BEGIN EXERCISE INPUT

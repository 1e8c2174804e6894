use serde::{Deserialize, Serialize};

/// Priority queue counters. `depth` is the current length.
#[derive(Debug, Clone, Default, PartialEq, Eq, Serialize, Deserialize)]
pub struct QueueStats {
    pub depth: usize,
    pub enqueued: u64,
    pub dequeued: u64,
    pub reprioritizations: u64,
    pub rejected_after_close: u64,
}

/// Occupancy of one bounded store. `evicted` counts capacity evictions only.
#[derive(Debug, Clone, Default, PartialEq, Eq, Serialize, Deserialize)]
pub struct StoreStats {
    pub len: usize,
    pub capacity: usize,
    pub evicted: u64,
}

#[derive(Debug, Clone, Default, PartialEq, Eq, Serialize, Deserialize)]
pub struct MemoryStats {
    pub patterns: StoreStats,
    pub failures: StoreStats,
    pub health_sources: usize,
    /// Summed over sources; `capacity` is the per-source cap.
    pub health: StoreStats,
    pub metrics_history: StoreStats,
}

#[derive(Debug, Clone, Default, PartialEq, Eq, Serialize, Deserialize)]
pub struct HubStats {
    pub subscriptions: usize,
    pub published: u64,
    pub delivered: u64,
    pub handler_failures: u64,
    pub publish_errors: u64,
}

#[derive(Debug, Clone, Default, PartialEq, Eq, Serialize, Deserialize)]
pub struct RecorderStats {
    pub observations: StoreStats,
    pub patterns: usize,
    pub pending_suggestions: usize,
    pub approved_suggestions: usize,
    pub rejected_suggestions: usize,
    pub executions: usize,
    pub rejected_requests: u64,
}
//! Status - エンジン状態のクエリ

use chrono::{DateTime, Utc};
use serde::Serialize;

use crate::domain::{ExecutionResult, StressLevel, Task, TaskState, TaskType};
use crate::observability::QueueStats;

/// ExecutionLog は実行履歴の 1 件
#[derive(Debug, Clone, PartialEq, Serialize)]
#[serde(rename_all = "camelCase")]
pub struct ExecutionLog {
    pub task: Task,
    pub result: ExecutionResult,
    pub state: TaskState,
    pub source: Option<String>,
    pub started_at: DateTime<Utc>,
    pub duration_ms: u64,
    /// `result` から導出された後続タスク
    pub follow_ups: Vec<TaskType>,
}

#[derive(Debug, Clone, Copy, PartialEq, Eq, Serialize)]
#[serde(rename_all = "snake_case")]
pub enum EngineState {
    Idle,
    Running,
    Stopped,
}

#[derive(Debug, Clone, PartialEq, Serialize)]
#[serde(rename_all = "camelCase")]
pub struct EngineStatus {
    pub state: EngineState,
    pub queue: QueueStats,
    pub executed: u64,
    pub succeeded: u64,
    pub failed: u64,
    pub current_task: Option<TaskType>,
    pub stress: StressLevel,
    pub global_health: f64,
}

END EXERCISE INPUT

_ACTION ITEM_: Go through the listing above and return each line where the word "evicted" occurs.

_ANSWER SPACE_:
/// Occupancy of one bounded store. `evicted` counts capacity evictions only.
    pub evicted: u64,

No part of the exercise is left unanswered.